(Beginning of EXERCISE DATA)
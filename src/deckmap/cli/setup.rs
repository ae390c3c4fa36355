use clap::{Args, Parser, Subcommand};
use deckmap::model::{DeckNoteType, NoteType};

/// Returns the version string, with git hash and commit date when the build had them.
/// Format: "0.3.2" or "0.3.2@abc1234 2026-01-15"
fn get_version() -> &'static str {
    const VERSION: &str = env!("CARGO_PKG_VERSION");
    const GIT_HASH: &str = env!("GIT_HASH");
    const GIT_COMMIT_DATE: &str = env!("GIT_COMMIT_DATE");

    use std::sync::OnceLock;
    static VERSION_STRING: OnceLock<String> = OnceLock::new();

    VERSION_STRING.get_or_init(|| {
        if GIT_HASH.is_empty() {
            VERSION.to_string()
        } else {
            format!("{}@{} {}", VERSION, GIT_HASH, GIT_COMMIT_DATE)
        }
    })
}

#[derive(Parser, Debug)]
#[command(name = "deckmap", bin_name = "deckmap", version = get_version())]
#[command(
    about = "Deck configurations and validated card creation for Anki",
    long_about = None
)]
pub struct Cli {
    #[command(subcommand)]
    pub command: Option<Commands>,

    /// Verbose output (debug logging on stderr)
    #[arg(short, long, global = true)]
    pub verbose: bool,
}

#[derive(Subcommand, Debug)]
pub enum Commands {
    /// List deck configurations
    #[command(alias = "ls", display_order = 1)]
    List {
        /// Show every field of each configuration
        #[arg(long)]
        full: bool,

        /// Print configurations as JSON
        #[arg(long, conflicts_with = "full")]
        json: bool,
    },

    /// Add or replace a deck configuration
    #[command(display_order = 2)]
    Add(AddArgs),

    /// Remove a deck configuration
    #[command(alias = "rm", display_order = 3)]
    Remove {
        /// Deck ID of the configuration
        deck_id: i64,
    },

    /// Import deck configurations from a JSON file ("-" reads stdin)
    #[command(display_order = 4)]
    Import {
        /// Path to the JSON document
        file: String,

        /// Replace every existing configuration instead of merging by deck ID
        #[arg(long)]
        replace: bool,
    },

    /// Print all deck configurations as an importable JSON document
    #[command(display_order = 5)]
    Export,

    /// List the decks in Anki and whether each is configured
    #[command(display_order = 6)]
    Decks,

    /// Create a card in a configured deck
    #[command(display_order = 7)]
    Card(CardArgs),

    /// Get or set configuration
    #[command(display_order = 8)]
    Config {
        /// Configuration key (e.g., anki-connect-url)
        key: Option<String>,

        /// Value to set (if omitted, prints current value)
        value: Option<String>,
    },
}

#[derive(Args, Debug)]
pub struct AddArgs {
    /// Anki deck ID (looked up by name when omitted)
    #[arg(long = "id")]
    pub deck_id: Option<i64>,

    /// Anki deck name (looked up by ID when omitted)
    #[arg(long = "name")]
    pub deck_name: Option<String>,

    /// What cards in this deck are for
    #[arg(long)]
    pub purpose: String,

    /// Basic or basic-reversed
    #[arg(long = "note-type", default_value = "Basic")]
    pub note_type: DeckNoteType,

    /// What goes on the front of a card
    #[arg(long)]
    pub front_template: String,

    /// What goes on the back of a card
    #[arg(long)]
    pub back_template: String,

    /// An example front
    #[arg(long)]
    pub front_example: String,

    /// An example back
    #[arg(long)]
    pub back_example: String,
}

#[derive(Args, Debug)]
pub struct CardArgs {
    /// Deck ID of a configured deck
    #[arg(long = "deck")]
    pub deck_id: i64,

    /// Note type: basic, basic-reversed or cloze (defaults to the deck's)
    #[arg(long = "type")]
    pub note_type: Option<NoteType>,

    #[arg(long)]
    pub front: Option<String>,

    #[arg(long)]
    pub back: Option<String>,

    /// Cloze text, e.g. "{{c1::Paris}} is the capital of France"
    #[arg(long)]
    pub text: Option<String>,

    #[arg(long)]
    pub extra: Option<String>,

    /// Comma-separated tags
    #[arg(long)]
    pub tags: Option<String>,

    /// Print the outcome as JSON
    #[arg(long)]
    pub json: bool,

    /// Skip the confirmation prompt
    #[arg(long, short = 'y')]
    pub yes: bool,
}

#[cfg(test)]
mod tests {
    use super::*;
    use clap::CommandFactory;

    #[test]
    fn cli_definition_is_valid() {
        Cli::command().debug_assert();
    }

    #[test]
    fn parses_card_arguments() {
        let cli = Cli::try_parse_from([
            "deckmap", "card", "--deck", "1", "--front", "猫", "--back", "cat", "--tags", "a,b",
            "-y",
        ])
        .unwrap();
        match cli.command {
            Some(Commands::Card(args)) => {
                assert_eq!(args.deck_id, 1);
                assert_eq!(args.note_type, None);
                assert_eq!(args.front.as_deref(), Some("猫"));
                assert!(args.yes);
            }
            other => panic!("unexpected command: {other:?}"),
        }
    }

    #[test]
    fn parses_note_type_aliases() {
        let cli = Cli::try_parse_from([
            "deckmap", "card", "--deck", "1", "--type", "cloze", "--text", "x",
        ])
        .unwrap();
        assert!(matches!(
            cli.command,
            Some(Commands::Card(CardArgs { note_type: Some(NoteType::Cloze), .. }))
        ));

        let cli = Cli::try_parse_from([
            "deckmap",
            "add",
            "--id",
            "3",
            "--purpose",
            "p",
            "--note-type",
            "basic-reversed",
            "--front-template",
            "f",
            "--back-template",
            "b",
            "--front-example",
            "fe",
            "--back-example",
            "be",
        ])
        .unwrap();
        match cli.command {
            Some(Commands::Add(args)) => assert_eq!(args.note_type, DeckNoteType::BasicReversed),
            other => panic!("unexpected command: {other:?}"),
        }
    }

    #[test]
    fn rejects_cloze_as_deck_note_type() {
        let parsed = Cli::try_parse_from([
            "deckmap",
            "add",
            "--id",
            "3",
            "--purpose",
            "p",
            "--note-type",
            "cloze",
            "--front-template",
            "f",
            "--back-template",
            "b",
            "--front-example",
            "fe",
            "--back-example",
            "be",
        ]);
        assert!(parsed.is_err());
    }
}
(End of EXERCISE DATA)
- PROBLEM TO SOLVE: Would you please restate all of the entries exactly?

- ANSWER TO THIS TASK:
filename src/deckmap/cli/setup.rs
repository ae390c3c4fa36355
use clap::{Args, Parser, Subcommand};
use deckmap::model::{DeckNoteType, NoteType};

/// Returns the version string, with git hash and commit date when the build had them.
/// Format: "0.3.2" or "0.3.2@abc1234 2026-01-15"
fn get_version() -> &'static str {
    const VERSION: &str = env!("CARGO_PKG_VERSION");
    const GIT_HASH: &str = env!("GIT_HASH");
    const GIT_COMMIT_DATE: &str = env!("GIT_COMMIT_DATE");

    use std::sync::OnceLock;
    static VERSION_STRING: OnceLock<String> = OnceLock::new();

    VERSION_STRING.get_or_init(|| {
        if GIT_HASH.is_empty() {
            VERSION.to_string()
        } else {
            format!("{}@{} {}", VERSION, GIT_HASH, GIT_COMMIT_DATE)
        }
    })
}

#[derive(Parser, Debug)]
#[command(name = "deckmap", bin_name = "deckmap", version = get_version())]
#[command(
    about = "Deck configurations and validated card creation for Anki",
    long_about = None
)]
pub struct Cli {
    #[command(subcommand)]
    pub command: Option<Commands>,

    /// Verbose output (debug logging on stderr)
    #[arg(short, long, global = true)]
    pub verbose: bool,
}

#[derive(Subcommand, Debug)]
pub enum Commands {
    /// List deck configurations
    #[command(alias = "ls", display_order = 1)]
    List {
        /// Show every field of each configuration
        #[arg(long)]
        full: bool,

        /// Print configurations as JSON
        #[arg(long, conflicts_with = "full")]
        json: bool,
    },

    /// Add or replace a deck configuration
    #[command(display_order = 2)]
    Add(AddArgs),

    /// Remove a deck configuration
    #[command(alias = "rm", display_order = 3)]
    Remove {
        /// Deck ID of the configuration
        deck_id: i64,
    },

    /// Import deck configurations from a JSON file ("-" reads stdin)
    #[command(display_order = 4)]
    Import {
        /// Path to the JSON document
        file: String,

        /// Replace every existing configuration instead of merging by deck ID
        #[arg(long)]
        replace: bool,
    },

    /// Print all deck configurations as an importable JSON document
    #[command(display_order = 5)]
    Export,

    /// List the decks in Anki and whether each is configured
    #[command(display_order = 6)]
    Decks,

    /// Create a card in a configured deck
    #[command(display_order = 7)]
    Card(CardArgs),

    /// Get or set configuration
    #[command(display_order = 8)]
    Config {
        /// Configuration key (e.g., anki-connect-url)
        key: Option<String>,

        /// Value to set (if omitted, prints current value)
        value: Option<String>,
    },
}

#[derive(Args, Debug)]
pub struct AddArgs {
    /// Anki deck ID (looked up by name when omitted)
    #[arg(long = "id")]
    pub deck_id: Option<i64>,

    /// Anki deck name (looked up by ID when omitted)
    #[arg(long = "name")]
    pub deck_name: Option<String>,

    /// What cards in this deck are for
    #[arg(long)]
    pub purpose: String,

    /// Basic or basic-reversed
    #[arg(long = "note-type", default_value = "Basic")]
    pub note_type: DeckNoteType,

    /// What goes on the front of a card
    #[arg(long)]
    pub front_template: String,

    /// What goes on the back of a card
    #[arg(long)]
    pub back_template: String,

    /// An example front
    #[arg(long)]
    pub front_example: String,

    /// An example back
    #[arg(long)]
    pub back_example: String,
}

#[derive(Args, Debug)]
pub struct CardArgs {
    /// Deck ID of a configured deck
    #[arg(long = "deck")]
    pub deck_id: i64,

    /// Note type: basic, basic-reversed or cloze (defaults to the deck's)
    #[arg(long = "type")]
    pub note_type: Option<NoteType>,

    #[arg(long)]
    pub front: Option<String>,

    #[arg(long)]
    pub back: Option<String>,

    /// Cloze text, e.g. "{{c1::Paris}} is the capital of France"
    #[arg(long)]
    pub text: Option<String>,

    #[arg(long)]
    pub extra: Option<String>,

    /// Comma-separated tags
    #[arg(long)]
    pub tags: Option<String>,

    /// Print the outcome as JSON
    #[arg(long)]
    pub json: bool,

    /// Skip the confirmation prompt
    #[arg(long, short = 'y')]
    pub yes: bool,
}

#[cfg(test)]
mod tests {
    use super::*;
    use clap::CommandFactory;

    #[test]
    fn cli_definition_is_valid() {
        Cli::command().debug_assert();
    }

    #[test]
    fn parses_card_arguments() {
        let cli = Cli::try_parse_from([
            "deckmap", "card", "--deck", "1", "--front", "猫", "--back", "cat", "--tags", "a,b",
            "-y",
        ])
        .unwrap();
        match cli.command {
            Some(Commands::Card(args)) => {
                assert_eq!(args.deck_id, 1);
                assert_eq!(args.note_type, None);
                assert_eq!(args.front.as_deref(), Some("猫"));
                assert!(args.yes);
            }
            other => panic!("unexpected command: {other:?}"),
        }
    }

    #[test]
    fn parses_note_type_aliases() {
        let cli = Cli::try_parse_from([
            "deckmap", "card", "--deck", "1", "--type", "cloze", "--text", "x",
        ])
        .unwrap();
        assert!(matches!(
            cli.command,
            Some(Commands::Card(CardArgs { note_type: Some(NoteType::Cloze), .. }))
        ));

        let cli = Cli::try_parse_from([
            "deckmap",
            "add",
            "--id",
            "3",
            "--purpose",
            "p",
            "--note-type",
            "basic-reversed",
            "--front-template",
            "f",
            "--back-template",
            "b",
            "--front-example",
            "fe",
            "--back-example",
            "be",
        ])
        .unwrap();
        match cli.command {
            Some(Commands::Add(args)) => assert_eq!(args.note_type, DeckNoteType::BasicReversed),
            other => panic!("unexpected command: {other:?}"),
        }
    }

    #[test]
    fn rejects_cloze_as_deck_note_type() {
        let parsed = Cli::try_parse_from([
            "deckmap",
            "add",
            "--id",
            "3",
            "--purpose",
            "p",
            "--note-type",
            "cloze",
            "--front-template",
            "f",
            "--back-template",
            "b",
            "--front-example",
            "fe",
            "--back-example",
            "be",
        ]);
        assert!(parsed.is_err());
    }
}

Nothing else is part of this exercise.